## Assigned task
Within the listing below, how many lines hold "KeyModifiers"? Reply with that number and no other text.

+--

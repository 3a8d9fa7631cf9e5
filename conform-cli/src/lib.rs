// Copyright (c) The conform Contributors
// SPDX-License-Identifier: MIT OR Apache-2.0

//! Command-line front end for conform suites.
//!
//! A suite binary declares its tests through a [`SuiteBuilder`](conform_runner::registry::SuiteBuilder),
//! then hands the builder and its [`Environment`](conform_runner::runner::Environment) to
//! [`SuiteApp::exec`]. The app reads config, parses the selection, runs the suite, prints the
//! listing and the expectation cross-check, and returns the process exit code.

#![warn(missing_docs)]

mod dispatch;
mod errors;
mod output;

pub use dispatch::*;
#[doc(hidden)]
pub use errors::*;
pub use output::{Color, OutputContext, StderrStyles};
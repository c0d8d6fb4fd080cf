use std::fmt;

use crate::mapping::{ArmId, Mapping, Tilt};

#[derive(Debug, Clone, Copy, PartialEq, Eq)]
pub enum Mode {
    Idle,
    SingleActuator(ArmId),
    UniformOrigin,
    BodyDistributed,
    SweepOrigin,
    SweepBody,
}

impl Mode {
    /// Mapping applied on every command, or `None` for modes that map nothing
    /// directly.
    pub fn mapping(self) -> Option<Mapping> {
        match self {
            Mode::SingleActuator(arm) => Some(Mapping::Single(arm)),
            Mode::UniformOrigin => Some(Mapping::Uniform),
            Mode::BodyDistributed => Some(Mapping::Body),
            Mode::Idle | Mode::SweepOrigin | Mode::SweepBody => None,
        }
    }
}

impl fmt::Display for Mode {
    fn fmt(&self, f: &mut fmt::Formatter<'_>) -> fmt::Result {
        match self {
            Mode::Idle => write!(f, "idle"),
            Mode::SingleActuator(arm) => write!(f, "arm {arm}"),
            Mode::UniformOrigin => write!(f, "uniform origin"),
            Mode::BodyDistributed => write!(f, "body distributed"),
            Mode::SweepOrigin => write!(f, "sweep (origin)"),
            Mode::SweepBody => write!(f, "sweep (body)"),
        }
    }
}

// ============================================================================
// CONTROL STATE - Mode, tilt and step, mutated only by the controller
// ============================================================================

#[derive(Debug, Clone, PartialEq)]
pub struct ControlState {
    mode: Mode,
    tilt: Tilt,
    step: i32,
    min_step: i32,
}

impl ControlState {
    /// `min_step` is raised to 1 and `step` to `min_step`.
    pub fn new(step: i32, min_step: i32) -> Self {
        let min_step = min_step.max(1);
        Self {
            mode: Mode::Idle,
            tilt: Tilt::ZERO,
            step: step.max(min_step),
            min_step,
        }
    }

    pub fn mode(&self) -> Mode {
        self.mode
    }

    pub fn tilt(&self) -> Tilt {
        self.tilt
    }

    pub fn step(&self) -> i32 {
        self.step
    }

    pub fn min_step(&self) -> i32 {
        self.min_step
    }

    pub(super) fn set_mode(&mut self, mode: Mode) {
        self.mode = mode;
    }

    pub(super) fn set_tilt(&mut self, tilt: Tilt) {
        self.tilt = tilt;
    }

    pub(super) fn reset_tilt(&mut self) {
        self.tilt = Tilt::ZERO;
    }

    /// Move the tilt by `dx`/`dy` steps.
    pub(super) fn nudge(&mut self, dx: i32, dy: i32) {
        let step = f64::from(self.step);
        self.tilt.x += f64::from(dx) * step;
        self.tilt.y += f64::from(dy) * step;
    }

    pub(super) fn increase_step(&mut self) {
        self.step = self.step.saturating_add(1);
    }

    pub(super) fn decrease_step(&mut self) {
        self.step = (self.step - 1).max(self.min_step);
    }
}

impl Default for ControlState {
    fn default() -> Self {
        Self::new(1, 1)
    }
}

+--

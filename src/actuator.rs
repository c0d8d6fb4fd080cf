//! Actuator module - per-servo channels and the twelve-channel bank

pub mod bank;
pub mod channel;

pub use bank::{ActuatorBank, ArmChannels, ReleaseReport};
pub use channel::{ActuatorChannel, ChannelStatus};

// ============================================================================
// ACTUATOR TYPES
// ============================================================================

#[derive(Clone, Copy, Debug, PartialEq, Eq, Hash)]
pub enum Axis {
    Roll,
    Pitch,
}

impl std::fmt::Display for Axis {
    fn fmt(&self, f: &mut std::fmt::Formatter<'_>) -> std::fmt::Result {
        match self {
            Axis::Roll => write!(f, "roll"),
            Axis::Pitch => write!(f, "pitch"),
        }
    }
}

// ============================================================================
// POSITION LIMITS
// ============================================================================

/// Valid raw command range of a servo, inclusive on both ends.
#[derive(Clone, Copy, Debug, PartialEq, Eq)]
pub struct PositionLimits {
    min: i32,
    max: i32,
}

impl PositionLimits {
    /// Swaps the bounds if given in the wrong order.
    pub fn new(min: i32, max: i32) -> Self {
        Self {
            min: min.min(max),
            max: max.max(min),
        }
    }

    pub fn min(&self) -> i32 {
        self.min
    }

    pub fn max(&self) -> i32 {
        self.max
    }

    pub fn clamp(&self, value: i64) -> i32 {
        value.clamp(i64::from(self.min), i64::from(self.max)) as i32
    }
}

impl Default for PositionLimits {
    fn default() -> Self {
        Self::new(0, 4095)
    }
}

+--

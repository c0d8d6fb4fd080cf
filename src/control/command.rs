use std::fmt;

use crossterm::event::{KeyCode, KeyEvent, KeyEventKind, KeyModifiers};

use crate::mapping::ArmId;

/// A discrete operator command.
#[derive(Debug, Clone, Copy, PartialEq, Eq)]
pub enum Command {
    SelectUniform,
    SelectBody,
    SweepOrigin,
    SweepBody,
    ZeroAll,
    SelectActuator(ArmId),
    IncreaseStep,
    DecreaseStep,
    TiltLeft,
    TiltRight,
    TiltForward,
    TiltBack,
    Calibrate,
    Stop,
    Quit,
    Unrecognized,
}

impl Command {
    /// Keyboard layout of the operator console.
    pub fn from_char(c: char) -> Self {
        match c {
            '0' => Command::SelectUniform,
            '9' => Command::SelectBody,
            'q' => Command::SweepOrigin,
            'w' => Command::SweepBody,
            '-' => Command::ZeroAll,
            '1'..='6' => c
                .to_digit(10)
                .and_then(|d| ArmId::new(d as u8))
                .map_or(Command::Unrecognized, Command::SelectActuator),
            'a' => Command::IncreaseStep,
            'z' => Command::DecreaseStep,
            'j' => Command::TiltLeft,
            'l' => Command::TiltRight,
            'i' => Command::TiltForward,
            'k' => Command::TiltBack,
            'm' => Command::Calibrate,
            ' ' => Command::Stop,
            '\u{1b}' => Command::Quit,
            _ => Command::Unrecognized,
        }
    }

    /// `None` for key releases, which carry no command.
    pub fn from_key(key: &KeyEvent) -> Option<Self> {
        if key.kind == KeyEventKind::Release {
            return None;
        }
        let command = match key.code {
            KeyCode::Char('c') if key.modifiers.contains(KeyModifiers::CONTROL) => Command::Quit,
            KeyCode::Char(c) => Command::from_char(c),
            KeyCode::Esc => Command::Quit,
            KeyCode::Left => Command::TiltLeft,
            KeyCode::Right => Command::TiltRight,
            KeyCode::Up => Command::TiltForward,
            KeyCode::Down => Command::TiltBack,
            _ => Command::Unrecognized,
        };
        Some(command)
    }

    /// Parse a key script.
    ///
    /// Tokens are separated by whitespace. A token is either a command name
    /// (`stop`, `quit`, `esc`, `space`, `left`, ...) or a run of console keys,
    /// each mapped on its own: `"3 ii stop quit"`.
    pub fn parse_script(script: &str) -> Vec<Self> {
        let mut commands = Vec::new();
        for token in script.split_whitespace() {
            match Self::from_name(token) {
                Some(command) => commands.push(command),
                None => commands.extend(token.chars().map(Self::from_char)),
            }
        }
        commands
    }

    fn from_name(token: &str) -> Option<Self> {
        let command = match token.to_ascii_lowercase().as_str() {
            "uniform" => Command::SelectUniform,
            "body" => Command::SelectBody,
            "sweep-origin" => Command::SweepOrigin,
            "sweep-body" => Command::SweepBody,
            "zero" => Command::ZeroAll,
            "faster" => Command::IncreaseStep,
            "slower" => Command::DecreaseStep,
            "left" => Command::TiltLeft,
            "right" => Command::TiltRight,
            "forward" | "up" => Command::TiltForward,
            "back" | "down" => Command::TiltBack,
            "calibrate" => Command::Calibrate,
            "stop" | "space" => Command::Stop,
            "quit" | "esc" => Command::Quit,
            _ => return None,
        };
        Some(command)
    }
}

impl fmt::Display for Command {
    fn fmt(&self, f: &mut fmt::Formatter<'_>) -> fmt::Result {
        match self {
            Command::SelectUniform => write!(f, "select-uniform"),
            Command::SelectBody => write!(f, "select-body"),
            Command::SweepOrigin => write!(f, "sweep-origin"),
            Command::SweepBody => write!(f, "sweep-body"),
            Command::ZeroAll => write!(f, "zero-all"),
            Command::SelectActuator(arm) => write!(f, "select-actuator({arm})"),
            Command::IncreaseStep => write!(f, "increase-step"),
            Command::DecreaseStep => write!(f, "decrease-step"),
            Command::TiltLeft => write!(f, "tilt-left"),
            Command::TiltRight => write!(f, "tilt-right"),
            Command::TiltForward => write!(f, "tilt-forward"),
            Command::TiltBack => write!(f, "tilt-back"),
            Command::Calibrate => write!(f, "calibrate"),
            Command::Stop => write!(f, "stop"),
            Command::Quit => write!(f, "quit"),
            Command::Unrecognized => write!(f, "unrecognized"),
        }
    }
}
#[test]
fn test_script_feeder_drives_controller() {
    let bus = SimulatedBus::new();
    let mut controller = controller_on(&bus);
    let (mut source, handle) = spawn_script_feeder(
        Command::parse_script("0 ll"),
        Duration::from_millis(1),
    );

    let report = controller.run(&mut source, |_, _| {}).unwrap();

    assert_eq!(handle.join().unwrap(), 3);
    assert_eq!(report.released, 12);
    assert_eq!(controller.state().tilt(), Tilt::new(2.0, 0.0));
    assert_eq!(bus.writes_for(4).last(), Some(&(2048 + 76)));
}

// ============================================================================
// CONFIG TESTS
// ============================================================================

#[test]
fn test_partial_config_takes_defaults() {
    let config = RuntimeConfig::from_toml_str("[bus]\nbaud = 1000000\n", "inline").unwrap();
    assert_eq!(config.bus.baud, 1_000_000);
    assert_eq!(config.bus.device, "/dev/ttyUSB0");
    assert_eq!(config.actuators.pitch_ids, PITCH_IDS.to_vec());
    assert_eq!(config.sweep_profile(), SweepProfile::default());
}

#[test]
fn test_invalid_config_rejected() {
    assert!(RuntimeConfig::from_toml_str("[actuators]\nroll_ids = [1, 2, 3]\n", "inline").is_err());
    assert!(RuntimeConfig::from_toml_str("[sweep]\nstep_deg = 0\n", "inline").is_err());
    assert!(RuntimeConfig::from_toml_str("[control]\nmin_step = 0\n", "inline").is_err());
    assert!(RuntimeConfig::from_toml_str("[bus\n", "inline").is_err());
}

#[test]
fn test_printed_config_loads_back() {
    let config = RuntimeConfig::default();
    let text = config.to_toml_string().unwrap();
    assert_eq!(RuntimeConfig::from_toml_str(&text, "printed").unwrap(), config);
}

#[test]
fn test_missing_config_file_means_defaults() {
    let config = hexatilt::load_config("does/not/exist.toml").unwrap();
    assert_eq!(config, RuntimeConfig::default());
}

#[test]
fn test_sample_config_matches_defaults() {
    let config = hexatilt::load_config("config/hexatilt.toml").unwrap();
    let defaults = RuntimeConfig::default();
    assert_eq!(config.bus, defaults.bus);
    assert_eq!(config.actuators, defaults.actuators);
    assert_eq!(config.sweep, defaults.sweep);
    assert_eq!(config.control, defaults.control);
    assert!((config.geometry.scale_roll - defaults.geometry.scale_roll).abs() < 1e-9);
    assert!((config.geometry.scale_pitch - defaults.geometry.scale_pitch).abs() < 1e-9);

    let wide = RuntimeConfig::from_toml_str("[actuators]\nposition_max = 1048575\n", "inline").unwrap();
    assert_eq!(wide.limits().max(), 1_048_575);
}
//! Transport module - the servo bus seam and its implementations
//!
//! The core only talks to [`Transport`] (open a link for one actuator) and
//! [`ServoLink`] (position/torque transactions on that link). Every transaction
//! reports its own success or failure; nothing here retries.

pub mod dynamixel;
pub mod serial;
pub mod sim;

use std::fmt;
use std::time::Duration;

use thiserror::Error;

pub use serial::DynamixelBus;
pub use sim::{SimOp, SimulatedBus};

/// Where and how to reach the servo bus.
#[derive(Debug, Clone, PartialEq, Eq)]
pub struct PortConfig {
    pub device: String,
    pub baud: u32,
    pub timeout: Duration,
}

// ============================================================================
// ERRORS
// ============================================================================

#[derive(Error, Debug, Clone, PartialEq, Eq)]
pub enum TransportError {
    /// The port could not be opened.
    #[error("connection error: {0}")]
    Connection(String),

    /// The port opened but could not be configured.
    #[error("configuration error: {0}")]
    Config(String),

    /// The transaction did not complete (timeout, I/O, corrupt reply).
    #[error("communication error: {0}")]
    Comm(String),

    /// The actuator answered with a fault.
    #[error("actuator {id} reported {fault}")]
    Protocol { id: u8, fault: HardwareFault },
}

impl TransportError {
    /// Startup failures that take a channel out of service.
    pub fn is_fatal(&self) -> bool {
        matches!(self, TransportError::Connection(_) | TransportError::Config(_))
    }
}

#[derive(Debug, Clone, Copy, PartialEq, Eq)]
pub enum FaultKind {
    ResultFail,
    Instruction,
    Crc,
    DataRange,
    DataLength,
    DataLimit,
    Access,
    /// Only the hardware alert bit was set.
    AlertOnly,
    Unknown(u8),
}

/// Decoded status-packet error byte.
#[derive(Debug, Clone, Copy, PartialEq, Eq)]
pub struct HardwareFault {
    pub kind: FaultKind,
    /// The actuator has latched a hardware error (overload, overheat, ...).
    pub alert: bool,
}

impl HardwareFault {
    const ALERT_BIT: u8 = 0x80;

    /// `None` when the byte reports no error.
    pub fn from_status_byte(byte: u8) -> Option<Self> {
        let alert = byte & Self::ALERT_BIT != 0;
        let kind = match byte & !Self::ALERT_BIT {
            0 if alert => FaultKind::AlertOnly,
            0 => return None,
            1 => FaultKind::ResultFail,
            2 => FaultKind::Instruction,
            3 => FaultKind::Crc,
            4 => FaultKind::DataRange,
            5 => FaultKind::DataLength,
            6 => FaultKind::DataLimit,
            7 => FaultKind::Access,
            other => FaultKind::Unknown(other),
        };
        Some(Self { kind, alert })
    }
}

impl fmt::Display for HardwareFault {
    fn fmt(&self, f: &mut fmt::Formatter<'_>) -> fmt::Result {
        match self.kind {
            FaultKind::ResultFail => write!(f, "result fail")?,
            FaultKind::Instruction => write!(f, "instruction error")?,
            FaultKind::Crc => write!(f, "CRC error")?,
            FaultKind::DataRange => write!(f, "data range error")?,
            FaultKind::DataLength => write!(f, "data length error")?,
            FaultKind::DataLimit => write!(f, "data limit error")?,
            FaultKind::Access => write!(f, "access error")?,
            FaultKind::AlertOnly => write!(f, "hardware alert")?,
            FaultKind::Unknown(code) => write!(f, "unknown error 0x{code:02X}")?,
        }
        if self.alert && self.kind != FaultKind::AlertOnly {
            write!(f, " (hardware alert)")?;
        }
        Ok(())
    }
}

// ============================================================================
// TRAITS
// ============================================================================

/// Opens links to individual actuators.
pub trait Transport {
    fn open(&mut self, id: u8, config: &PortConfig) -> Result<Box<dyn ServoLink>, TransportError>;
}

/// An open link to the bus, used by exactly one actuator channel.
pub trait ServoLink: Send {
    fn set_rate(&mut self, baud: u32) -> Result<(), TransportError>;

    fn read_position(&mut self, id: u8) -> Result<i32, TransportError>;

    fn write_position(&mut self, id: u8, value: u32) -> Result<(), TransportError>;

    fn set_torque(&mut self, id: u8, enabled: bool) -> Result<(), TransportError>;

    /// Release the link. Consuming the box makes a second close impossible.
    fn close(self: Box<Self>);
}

+--

## Solved problem
2